Government, Healthcare, Latest News

Four in Morgantown under precautionary coronavirus quarantine

MORGANTOWN — According to the Monongalia County Health Department, there are six individuals — including four in the Morgantown area — under a precautionary 14-day self quarantine in response to the spread of novel coronavirus.

The individuals are not exhibiting the flu-like symptoms associated with the deadly virus, but are exercising an abundance of caution following travel from China or, in one case, work screening passengers arriving from China.

This new virus started in Wuhan, Hubei province, China in late 2019, and has made its way to parts of the U.S. via travelers. Latest numbers indicate the virus has claimed nearly 500 lives and infected just under 24,000 people worldwide.
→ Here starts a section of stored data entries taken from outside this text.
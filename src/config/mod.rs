//! Configuration for the server and for research sessions.
//!
//! Two layers:
//!
//! - [`ServerConfig`] - process-level settings (bind address, static dirs),
//!   loaded once at startup from `magellan.toml` plus `MAGELLAN_*`
//!   environment overrides.
//! - [`ResearchConfig`] - per-session research parameters, resolved once
//!   when a `start` command arrives (optionally from the command's
//!   `config_path`) and read-only for the rest of the session.
//!
//! API keys are never stored in config files; they are read from the
//! environment (`OPENAI_API_KEY`, `TAVILY_API_KEY`) when a collaborator is
//! constructed.

use crate::rank::RankerKind;
use crate::scrape::ScraperKind;
use crate::search::RetrieverKind;
use crate::types::{AppError, Result};
use serde::{Deserialize, Serialize};

// ============= Server Configuration =============

#[derive(Debug, Clone, Serialize, Deserialize)]
pub struct ServerConfig {
    #[serde(default = "default_host")]
    pub host: String,

    #[serde(default = "default_port")]
    pub port: u16,

    /// Directory served at `/site` for the client application.
    #[serde(default = "default_frontend_dir")]
    pub frontend_dir: String,

    /// Directory where exported reports are written, served at `/outputs`.
    #[serde(default = "default_output_dir")]
    pub output_dir: String,

    #[serde(default = "default_log_level")]
    pub log_level: String,
}

fn default_host() -> String {
    "127.0.0.1".to_string()
}

fn default_port() -> u16 {
    8000
}

fn default_frontend_dir() -> String {
    "frontend".to_string()
}

fn default_output_dir() -> String {
    "outputs".to_string()
}

fn default_log_level() -> String {
    "info".to_string()
}

impl Default for ServerConfig {
    fn default() -> Self {
        Self {
            host: default_host(),
            port: default_port(),
            frontend_dir: default_frontend_dir(),
            output_dir: default_output_dir(),
            log_level: default_log_level(),
        }
    }
}

// ============= Research Configuration =============

/// Parameters of one research session. Resolved at session start, immutable
/// afterwards.
#[derive(Debug, Clone, Serialize, Deserialize)]
pub struct ResearchConfig {
    #[serde(default)]
    pub retriever: RetrieverKind,

    #[serde(default)]
    pub scraper: ScraperKind,

    #[serde(default)]
    pub ranker: RankerKind,

    /// Model used for the cheap structural calls (role selection,
    /// sub-query decomposition).
    #[serde(default = "default_fast_llm_model")]
    pub fast_llm_model: String,

    /// Model used to write the report.
    #[serde(default = "default_smart_llm_model")]
    pub smart_llm_model: String,

    /// Context window of the smart model.
    #[serde(default = "default_smart_token_max")]
    pub smart_token_max: usize,

    /// Hard ceiling on the serialized research context, in tokens.
    #[serde(default = "default_prompt_token_limit")]
    pub prompt_token_limit: usize,

    /// Target report length in words.
    #[serde(default = "default_total_words")]
    pub total_words: usize,

    #[serde(default = "default_max_search_results")]
    pub max_search_results_per_query: usize,

    /// How many ranked excerpts each sub-query contributes.
    #[serde(default = "default_max_excerpts")]
    pub max_excerpts_per_query: usize,

    #[serde(default = "default_temperature")]
    pub temperature: f32,

    /// Role override used by custom reports.
    #[serde(default)]
    pub agent_role: Option<String>,

    #[serde(default = "default_openai_api_base")]
    pub openai_api_base: String,
}

fn default_fast_llm_model() -> String {
    "gpt-3.5-turbo".to_string()
}

fn default_smart_llm_model() -> String {
    "gpt-3.5-turbo-16k".to_string()
}

fn default_smart_token_max() -> usize {
    16_385
}

fn default_prompt_token_limit() -> usize {
    10_000
}

fn default_total_words() -> usize {
    1_000
}

fn default_max_search_results() -> usize {
    5
}

fn default_max_excerpts() -> usize {
    4
}

fn default_temperature() -> f32 {
    0.55
}

fn default_openai_api_base() -> String {
    "https://api.openai.com/v1".to_string()
}

impl Default for ResearchConfig {
    fn default() -> Self {
        Self {
            retriever: RetrieverKind::default(),
            scraper: ScraperKind::default(),
            ranker: RankerKind::default(),
            fast_llm_model: default_fast_llm_model(),
            smart_llm_model: default_smart_llm_model(),
            smart_token_max: default_smart_token_max(),
            prompt_token_limit: default_prompt_token_limit(),
            total_words: default_total_words(),
            max_search_results_per_query: default_max_search_results(),
            max_excerpts_per_query: default_max_excerpts(),
            temperature: default_temperature(),
            agent_role: None,
            openai_api_base: default_openai_api_base(),
        }
    }
}

impl ResearchConfig {
    /// Load a research config from an optional TOML/JSON file, with
    /// `MAGELLAN_RESEARCH_*` environment overrides layered on top.
    pub fn load(path: Option<&str>) -> Result<Self> {
        let mut builder = config::Config::builder();
        if let Some(path) = path {
            builder = builder.add_source(config::File::with_name(path));
        }
        builder = builder.add_source(
            config::Environment::with_prefix("MAGELLAN_RESEARCH").separator("__"),
        );
        builder
            .build()
            .and_then(|raw| raw.try_deserialize())
            .map_err(|err| AppError::Config(err.to_string()))
    }

    /// Apply the per-run limits carried by a `start` command.
    pub fn with_limits(mut self, prompt_token_limit: usize, total_words: usize) -> Self {
        self.prompt_token_limit = prompt_token_limit;
        self.total_words = total_words;
        self
    }
}

// ============= Settings File =============

/// Root of `magellan.toml`: `[server]` plus `[research]` defaults.
#[derive(Debug, Clone, Default, Serialize, Deserialize)]
pub struct Settings {
    #[serde(default)]
    pub server: ServerConfig,
    #[serde(default)]
    pub research: ResearchConfig,
}

impl Settings {
    /// Load settings from the given file (or `magellan.toml` when present),
    /// with `MAGELLAN_*` environment overrides.
    pub fn load(path: Option<&str>) -> Result<Self> {
        let mut builder = config::Config::builder();
        match path {
            Some(path) => builder = builder.add_source(config::File::with_name(path)),
            None => {
                builder = builder.add_source(config::File::with_name("magellan").required(false))
            }
        }
        builder = builder.add_source(config::Environment::with_prefix("MAGELLAN").separator("__"));
        builder
            .build()
            .and_then(|raw| raw.try_deserialize())
            .map_err(|err| AppError::Config(err.to_string()))
    }
}

#[cfg(test)]
mod tests {
    use super::*;
    use std::io::Write;

    #[test]
    fn test_research_defaults() {
        let cfg = ResearchConfig::default();
        assert_eq!(cfg.prompt_token_limit, 10_000);
        assert_eq!(cfg.total_words, 1_000);
        assert_eq!(cfg.max_excerpts_per_query, 4);
        assert_eq!(cfg.retriever, RetrieverKind::Duckduckgo);
    }

    #[test]
    fn test_with_limits_overrides() {
        let cfg = ResearchConfig::default().with_limits(4_000, 500);
        assert_eq!(cfg.prompt_token_limit, 4_000);
        assert_eq!(cfg.total_words, 500);
    }

    #[test]
    fn test_load_from_toml_file() {
        let mut file = tempfile::Builder::new().suffix(".toml").tempfile().unwrap();
        writeln!(
            file,
            r#"
            retriever = "tavily"
            smart_llm_model = "gpt-4"
            max_search_results_per_query = 7
            "#
        )
        .unwrap();

        let cfg = ResearchConfig::load(file.path().to_str()).unwrap();
        assert_eq!(cfg.retriever, RetrieverKind::Tavily);
        assert_eq!(cfg.smart_llm_model, "gpt-4");
        assert_eq!(cfg.max_search_results_per_query, 7);
        // Unspecified keys keep their defaults.
        assert_eq!(cfg.total_words, 1_000);
    }

    #[test]
    fn test_load_missing_file_is_config_error() {
        let err = ResearchConfig::load(Some("/definitely/not/here.toml")).unwrap_err();
        assert!(matches!(err, AppError::Config(_)));
    }

    #[test]
    fn test_settings_sections() {
        let mut file = tempfile::Builder::new().suffix(".toml").tempfile().unwrap();
        writeln!(
            file,
            r#"
            [server]
            port = 9100

            [research]
            total_words = 1500
            "#
        )
        .unwrap();

        let settings = Settings::load(file.path().to_str()).unwrap();
        assert_eq!(settings.server.port, 9100);
        assert_eq!(settings.server.host, "127.0.0.1");
        assert_eq!(settings.research.total_words, 1500);
    }
}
“Luckily, in the state of West Virginia, we have zero cases,” Monongalia County Health Officer Lee Smith said during Wednesday’s Monongalia County Commission meeting. “We have some individuals who are being observed, looking for signs and symptoms.”

Three individuals have ties to WVU. According to Smith, one is a student, one is from the school of public health and one is a chemical engineer.

WVU Spokesman John Bolt reiterated that measures being taken are purely precautionary.

“No one connected with West Virginia University has a suspected case of the Novel coronavirus,” Bolt explained. “There are, however, three WVU-related individuals who recently traveled to China — although not the epicenter of the virus — who have taken precautions on their own or under medical advice, including self-quarantining for the recommended 14 days, to ensure they do not show symptoms of the virus.”

A fourth local individual undergoing quarantine is an employee of NIOSH, or the National Institute for Occupational Safety and Health, who worked screening passengers arriving from China.

Smith said the other two individuals under precautionary self quarantine are in Wheeling and recently returned from Hubei province, where they celebrated the Chinese New Year.

According to Smith, the virus is especially dangerous to individuals on the extreme ends of the age spectrum or those dealing with other health issues.

“So far, we haven’t been required to have large numbers, and hopefully, being a little bit off the beaten track, we may dodge the bullet,” Smith said. “But time will answer all those questions.”

Individuals who present with symptoms of upper respiratory illness, including fever of at least 101.4 degrees, a cough and shortness of breath, are asked to avoid emergency rooms, urgent care facilities and physicians office, and should instead reach out to the WVU Medical Access and Referral System at 304-598-6000 or Mon Health Medical Center, at 304-285-3798.